Whether the optical interface is delivered through traditional pluggable modules or next-generation CPO designs, the foundational enabler at the heart of every solution is advanced SerDes PHY IP. These high-speed SerDes, together with their transmit and receive DSPs, must correct severe impairments in both electrical and optical domains. These corrections include loss, reflections, crosstalk, laser and photodetector noise, nonlinear characteristics of optical engines and fiber channel, and multi-path interference. They must operate reliably at extremely high speeds: 112 Gbps per lane for 800G, 224 Gbps for 1.6T, and 448 Gbps for 3.2T. Achieving this requires precise analog design and sophisticated, adaptive DSP algorithms capable of maintaining signal integrity across process, voltage, and temperature variations in large-scale AI deployments.
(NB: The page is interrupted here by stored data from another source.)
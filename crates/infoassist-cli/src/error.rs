//! CLI error handling.

use std::process::ExitCode;

use infoassist_common_config::ConfigError;
use infoassist_common_i18n::I18nError;
use thiserror::Error;

/// Application exit codes
#[repr(u8)]
#[derive(Debug, Clone, Copy, PartialEq, Eq)]
pub enum Exit {
    Success = 0,
    GeneralError = 1,
    ConfigError = 2,
    IoError = 3,
    ValidationError = 5,
}

impl From<Exit> for ExitCode {
    fn from(exit: Exit) -> Self {
        ExitCode::from(exit as u8)
    }
}

/// CLI error type
#[derive(Debug, Error)]
pub enum CliError {
    #[error("configuration error: {0}")]
    Config(#[from] ConfigError),

    #[error(transparent)]
    I18n(#[from] I18nError),

    #[error("{message}")]
    Validation {
        message: String,
        hint: Option<String>,
    },

    #[error("failed to write output: {0}")]
    Output(#[from] serde_json::Error),
}

impl CliError {
    pub fn validation(message: impl Into<String>) -> Self {
        Self::Validation {
            message: message.into(),
            hint: None,
        }
    }

    pub fn with_hint(self, hint: impl Into<String>) -> Self {
        match self {
            Self::Validation { message, .. } => Self::Validation {
                message,
                hint: Some(hint.into()),
            },
            other => other,
        }
    }

    pub fn hint(&self) -> Option<&str> {
        match self {
            Self::Validation { hint, .. } => hint.as_deref(),
            _ => None,
        }
    }

    /// Exit status reported for this error.
    pub fn exit(&self) -> Exit {
        match self {
            Self::Config(_) => Exit::ConfigError,
            Self::I18n(I18nError::Io { .. }) => Exit::IoError,
            Self::I18n(_) | Self::Output(_) => Exit::GeneralError,
            Self::Validation { .. } => Exit::ValidationError,
        }
    }
}
//! Locales command implementation.

use clap::Parser;
use infoassist_common_i18n::LocaleSwitcher;
use serde::Serialize;

use crate::cli::{CommandContext, OutputFormat};
use crate::error::CliError;

/// List supported locales
#[derive(Debug, Parser)]
pub struct LocalesCommand {}

#[derive(Debug, Serialize)]
struct LocaleRow {
    key: String,
    label: String,
    current: bool,
    default: bool,
}

impl LocalesCommand {
    pub fn execute(&self, ctx: &CommandContext) -> Result<(), CliError> {
        let switcher = LocaleSwitcher::new(&ctx.provider.scope())?;
        let selected = switcher.selected_key();
        let default_locale = &ctx.config.i18n.default_locale;

        let rows: Vec<LocaleRow> = switcher
            .options()
            .into_iter()
            .map(|option| LocaleRow {
                current: option.key == selected,
                default: &option.key == default_locale,
                key: option.key,
                label: option.text,
            })
            .collect();

        match ctx.format {
            OutputFormat::Text => {
                println!("{}", switcher.aria_label());
                for row in &rows {
                    let marker = if row.current { '*' } else { ' ' };
                    let default = if row.default { " (default)" } else { "" };
                    println!("{marker} {:<8} {}{default}", row.key, row.label);
                }
            }
            OutputFormat::Json => println!("{}", serde_json::to_string_pretty(&rows)?),
        }
        Ok(())
    }
}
Cadence provides high-performance, protocol-agnostic SerDes PHY IP that supports both electrical and optical connectivity for host switches and ASICs, NICs, and module DSPs, regardless of whether the architecture uses FRO, LRO, LPO, or CPO. These PHY solutions can be licensed on their own or paired with Cadence controller IP for UALink, ESUN, Ultra Ethernet, or Ethernet to deliver a complete interconnect stack. As a leader in high-speed SerDes technology, Cadence enables customers to build scalable, power-efficient AI infrastructure across every generation of 800G, 1.6T, and future 3.2T connectivity.